1. Warren Buffett
> Company: Berkshire Hathaway Inc.
> Value of shares: $56.5 billion
> CEO since: 1970
Warren Buffett has been the CEO of Berkshire Hathaway Inc. (NYSE: BRK-A) for more than 40 years and has been the controlling shareholder of the company since 1965. In 2010, Buffett told CNBC that he began acquiring shares in Berkshire Hathaway in 1962, when the company was a failing textile maker. He only decided to buy up the company after feeling he had been ripped off by its former management when he offered to sell back his stock to the company. Today, less than 50 years later, Berkshire is one of the world’s largest companies, and Buffett is possibly the most celebrated investor of all time.
2. Larry Ellison
> Company: Oracle Corp.
> Value of shares: $35.8 billion
> CEO since: 1977
Oracle Corp. (NYSE: ORCL) was founded in 1977, when three engineers formed Software Development Laboratories to build a CIA database program code-named “Oracle.” More than 35 years later, the company continues to build and sell databases, as well as a range of IT services and products, software and hardware.

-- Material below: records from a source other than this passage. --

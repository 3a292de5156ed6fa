//! Webhook lifecycle, callback registry, and payload receiver
//!
//! This module owns everything webhook-shaped:
//! - [`lifecycle`] drives the remote hook (create / update / recreate-on-404
//!   / delete) against the code-hosting API
//! - [`registry`] is the in-memory table the callback server resolves
//!   inbound payloads against, mutated only through a single-consumer channel
//! - [`receiver`] is the HTTP surface validating payload signatures
//! - [`secret`] and [`signature`] supply the shared-secret HMAC machinery

pub mod lifecycle;
pub mod receiver;
pub mod registry;
pub mod secret;
pub mod signature;

pub use lifecycle::{desired_target, ensure_hook, remove_hook};
pub use receiver::payload_router;
pub use registry::{spawn_consumer, update_channel, CallbackHook, CallbackRegistry};
pub use secret::HookSecret;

One of the three original founding engineers, Larry Ellison, has served as CEO from the outset. During that time, he has amassed a massive fortune, with nearly $36 billion in company stock. Outside of his role at Oracle, Ellison recently has generated controversy for his role in attempting to transform the America’s Cup, a long-running and prestigious sailboat race, into a made-for-TV event. Critics have accused Ellison of allowing participation in the event to become too dangerous after a New Zealand team sailor died in practice.
3. Jeff Bezos
> Company: Amazon.com Inc.
> Value of shares: $25.4 billion
> CEO since: 1996
Jeff Bezos founded Amazon.com Inc. (NASDAQ: AMZN) in 1994. By July 1995, the company began selling products online. Less than two years later, in May 1997, the company completed an initial public offering (IPO) at just $18 a share (or, splits adjusted, just $1.50 a share, according to the company). Currently, shares trade at close to $300. In 1999, Time magazine named Bezos Man of the Year, and he was hailed as having changed retail. Recently, Bezos has been in the news for his purchase of the Washington Post for $250 million in cash from the Washington Post Co.
4. Sheldon Adelson
> Company: Las Vegas Sands Corp.
> Value of shares: $24.9 billion
> CEO since: 1988
Sheldon Adelson is the founder, and current chairman and CEO, of hotel and casino company Las Vegas Sands Corp. (NYSE: LVS). According to the company, Adelson first found success as a trade show owner — he started the computer trade show COMDEX in 1979 and later sold it for $800 million in 1995. Adelson bought his first hotel, the Sands Hotel, in 1989 and began building his resort empire in 1996, when he imploded the Sands Hotel to build The Venetian. Adelson was key in helping to bring convention travelers to Las Vegas, the company notes, and his relatively early expansion into Asia was hailed as highly successful. In addition to his work with Las Vegas Sands, Adelson is also a prominent political donor and supporter of the Birthright Israel Foundation.
5. Larry Page
> Company: Google Inc.
> Value of shares: $21.5 billion
> CEO since: 2011
Larry Page is the co-founder of search engine giant Google Inc. (NASDAQ: GOOG), along with Sergey Brin. The two started Google in 1996 as a research project while they were Ph.D. candidates at Stanford University. Initially, the search engine was called BackRub and ran on the university’s server. By 1998, Google had incorporated and was named by PC Magazine as one of the year’s top 100 websites. PageRank, the key component of the company’s search algorithm, which assigns a level of importance for any given webpage, is named after Larry Page. In 2004, Google went public, turning more than 1,000 employees into millionaires while making Page and Brin billionaires. In 2006, Google acquired YouTube, giving the company ownership of two of the most widely trafficked websites in the world. In early 2011, Page was named CEO of Google, replacing Eric Schmidt, whom Page and Brin had hired in 2001 to help manage and direct the company.